● **Work to complete**: Find the line with "pub mod palette;". Repeat it and each line after it, exactly, down to the end of the records below.

[[ Provided material, beginning ]]

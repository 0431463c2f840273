// ── Core error types ──
//
// User-facing errors from surehub-core. These are NOT transport-specific --
// consumers never see HTTP status codes or JSON parse failures directly.
// The `From<surehub_api::Error>` impl translates transport-layer errors
// into domain-appropriate variants.

use thiserror::Error;

/// Unified error type for the core crate.
#[derive(Debug, Error)]
pub enum CoreError {
    // ── Connection errors ────────────────────────────────────────────
    #[error("Authentication failed: {message}")]
    AuthenticationFailed { message: String },

    #[error("Cannot reach the Sure Petcare cloud: {reason}")]
    ConnectionFailed { reason: String },

    #[error("Request timed out")]
    Timeout,

    // ── API errors (wrapped, not exposed raw) ────────────────────────
    #[error("API error: {message}")]
    Api {
        message: String,
        /// HTTP status code (if applicable).
        status: Option<u16>,
    },

    // ── Configuration errors ─────────────────────────────────────────
    #[error("Configuration error: {message}")]
    Config { message: String },

    // ── Internal errors ──────────────────────────────────────────────
    #[error("Internal error: {0}")]
    Internal(String),
}

// ── Conversion from transport-layer errors ───────────────────────────

impl From<surehub_api::Error> for CoreError {
    fn from(err: surehub_api::Error) -> Self {
        match err {
            surehub_api::Error::Authentication { message } => {
                CoreError::AuthenticationFailed { message }
            }
            surehub_api::Error::TokenExpired => CoreError::AuthenticationFailed {
                message: "auth token rejected -- re-authentication required".into(),
            },
            surehub_api::Error::NoCredentials => CoreError::AuthenticationFailed {
                message: "no credentials available to renew the auth token".into(),
            },
            surehub_api::Error::Transport(ref e) => {
                if e.is_timeout() {
                    CoreError::Timeout
                } else if e.is_connect() {
                    CoreError::ConnectionFailed {
                        reason: e.to_string(),
                    }
                } else {
                    CoreError::Api {
                        message: e.to_string(),
                        status: e.status().map(|s| s.as_u16()),
                    }
                }
            }
            surehub_api::Error::InvalidUrl(e) => CoreError::Config {
                message: format!("Invalid URL: {e}"),
            },
            surehub_api::Error::Tls(msg) => CoreError::ConnectionFailed {
                reason: format!("TLS error: {msg}"),
            },
            surehub_api::Error::Deserialization { message, body: _ } => {
                CoreError::Internal(format!("Deserialization error: {message}"))
            }
        }
    }
}
//! Pixel rendering for image mosaics.
//!
//! Implements the two render modes over `image::RgbaImage` buffers:
//! - Palette: every tile replaced by its average color
//! - Grid: source pixels with separator lines at interior tile seams

pub mod average;
pub mod grid;
pub mod palette;

pub use average::region_average;
pub use grid::render_grid;
pub use palette::render_palette;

[[ Provided material, end ]]

● **Exercise result**:
pub mod palette;

pub use average::region_average;
pub use grid::render_grid;
pub use palette::render_palette;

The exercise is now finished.